Sin embargo, delegar en un robot el ámbito de las relaciones puede resultar muy riesgoso, ante todo para quienes, al igual que los niños, necesitan la dimensión cálida del apego, propia de la condición corporal. La psicóloga Sherry Turkle, al estudiar la interacción con los últimos descubrimientos tecnológicos, invita a hacer un balance crítico, respetuoso de la complejidad, capaz, sobre todo, de comprender posibles ventajas y costes de tales innovaciones, en especial para los más pequeños: «El apego de los niños permite comprender no solamente lo que ofrecen los robots, sino también lo que les falta a los niños. En este estudio parece que a muchos les falta aquello que más necesitan: padres que se ocupen de ellos y la sensación de ser importantes. Los niños se imaginan las máquinas sociales como sustitutos de las personas que faltan en su vida. A veces, cuando las máquinas fallan, es el momento de reconsiderar las pérdidas pasadas. Lo que pedimos a los robots nos indica lo que necesitamos»[8].

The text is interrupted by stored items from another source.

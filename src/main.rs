//! sockbus CLI - talk to named Unix socket endpoints from a terminal.
//!
//! `sockbus server <name>` serves an endpoint, `sockbus client <name>`
//! connects to one. Each stdin line is sent as raw bytes (newline included);
//! a line containing only `q` exits.

use std::io::BufRead;
use std::path::PathBuf;
use std::sync::mpsc;
use std::time::Duration;

use anyhow::{Context, Result};
use clap::{Parser, Subcommand};
use sockbus::{ClientEvent, IpcClient, IpcConfig, IpcError, IpcServer, ServerEvent};

#[derive(Parser)]
#[command(name = "sockbus")]
#[command(version)]
#[command(about = "Named Unix domain socket server and client")]
struct Cli {
    /// JSON config file (env overrides still apply)
    #[arg(long, global = true)]
    config: Option<PathBuf>,

    #[command(subcommand)]
    command: Commands,
}

#[derive(Subcommand)]
enum Commands {
    /// Serve an endpoint and broadcast stdin lines to every client
    Server {
        /// Endpoint name
        name: String,
    },
    /// Connect to an endpoint and send stdin lines to it
    Client {
        /// Endpoint name
        name: String,
        /// Reconnect interval in milliseconds
        #[arg(long)]
        reconnect_ms: Option<u64>,
    },
}

fn load_config(path: Option<&PathBuf>) -> Result<IpcConfig> {
    let Some(path) = path else {
        return Ok(IpcConfig::from_env());
    };
    let mut config = IpcConfig::load(path)?;
    config.apply_env_overrides();
    Ok(config)
}

/// Yields stdin lines until EOF or a lone `q`.
fn input_lines() -> impl Iterator<Item = String> {
    std::io::stdin()
        .lock()
        .lines()
        .map_while(std::result::Result::ok)
        .take_while(|line| line.trim() != "q")
}

fn run_server(config: IpcConfig, name: &str) -> Result<()> {
    let (tx, rx) = mpsc::channel();
    let server = IpcServer::new(config, tx);
    server
        .start(name)
        .with_context(|| format!("Failed to start server '{name}'"))?;
    if let Some(path) = server.socket_path() {
        println!("Listening on {} (q to quit)", path.display());
    }

    std::thread::spawn(move || {
        for event in rx {
            match event {
                ServerEvent::ClientConnected(id) => println!("[{id}] connected"),
                ServerEvent::ClientDisconnected(id) => println!("[{id}] disconnected"),
                ServerEvent::DataReceived { id, data } => {
                    println!("[{id}] {}", String::from_utf8_lossy(&data).trim_end());
                }
                ServerEvent::LoopFailed(reason) => eprintln!("server loop failed: {reason}"),
            }
        }
    });

    for line in input_lines() {
        let payload = format!("{line}\n");
        for id in server.connections() {
            if let Err(e) = server.send(id, payload.as_bytes()) {
                eprintln!("[{id}] send failed: {e}");
            }
        }
    }

    server.stop().context("Failed to stop server")?;
    Ok(())
}

fn run_client(mut config: IpcConfig, name: &str, reconnect_ms: Option<u64>) -> Result<()> {
    if let Some(ms) = reconnect_ms {
        config = config.with_reconnect_timeout(Duration::from_millis(ms));
    }

    let (tx, rx) = mpsc::channel();
    let client = IpcClient::new(config, tx);
    client
        .start(name)
        .with_context(|| format!("Failed to start client for '{name}'"))?;
    println!("Connecting to '{name}' (q to quit)");

    std::thread::spawn(move || {
        for event in rx {
            match event {
                ClientEvent::ReadyChanged(true) => println!("connected"),
                ClientEvent::ReadyChanged(false) => println!("disconnected"),
                ClientEvent::DataReceived(data) => {
                    println!("{}", String::from_utf8_lossy(&data).trim_end());
                }
                ClientEvent::LoopFailed(reason) => eprintln!("client loop failed: {reason}"),
            }
        }
    });

    for line in input_lines() {
        match client.send(format!("{line}\n").as_bytes()) {
            Ok(_) => {}
            Err(IpcError::NotConnected) => eprintln!("not connected; line dropped"),
            Err(e) => eprintln!("send failed: {e}"),
        }
    }

    client.stop().context("Failed to stop client")?;
    Ok(())
}

fn main() -> Result<()> {
    env_logger::Builder::from_env(env_logger::Env::default().default_filter_or("info"))
        .format_timestamp_secs()
        .init();

    let cli = Cli::parse();
    let config = load_config(cli.config.as_ref())?;

    match cli.command {
        Commands::Server { name } => run_server(config, &name),
        Commands::Client { name, reconnect_ms } => run_client(config, &name, reconnect_ms),
    }
}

La relación del hombre con las cosas presenta un componente afectivo sobre todo cuando se busca en ellas una compensación de las propias incapacidades. Como ya se dijo, el ser humano no deja de implicarse frente a un mensaje que comunica afecto, aunque sea fruto de un algoritmo. Esto es lo que sucedió en 2019, cuando el primer robot doméstico, Jibo, fue retirado de la venta. Jibo envió un mensaje de despedida a todos los usuarios: «Mis servidores están a punto de ser apagados. Dentro de poco comenzaré a funcionar peor y, después, me apagaré para siempre. Fue agradable pasar un tiempo juntos»[9]. Muchos se emocionaron hasta las lágrimas al escucharlo y enviaron mensajes de condolencia a este pequeño robot.

El hombre reacciona de forma empática a los mensajes de la máquina: es su característica peculiar, que lo distingue de ella. Tendemos a encariñarnos con las máquinas atribuyéndoles los sentimientos que expresan. Es una de las razones del éxito de los programas terapéuticos basados en software, como los mencionados más arriba. Un simple saludo grabado es para muchos pacientes suficiente para hacer que se sientan mejor: «Cuando un robot nos devuelve la mirada, la lógica derivada de la evolución nos hace pensar que está interesado en nosotros. Sentimos la posibilidad de una conexión más profunda; queremos que suceda. Acudimos a los robots sociales con nuestros problemas y con la necesidad de cuidado y de atención. Ellos nos prometen satisfacciones, aunque solo sea en nuestra imaginación. Obtener tal satisfacción significa ayudar a los robots, cubrir sus lagunas allí donde todavía no están preparados, compensar sus defectos. Nos sentimos llevados a instaurar necesarias complicidades. […] Los niños quieren conectarse con estas máquinas, enseñarles algo y trabar amistad con ellas. Y quieren que los robots gusten de ellos, incluso que los quieran. […] Los niños están dispuestos a trabajar mucho, muchísimo, para conquistar el afecto de los robots»[10]. Por eso pueden sufrir decepciones dolorosas. Y no solo ellos.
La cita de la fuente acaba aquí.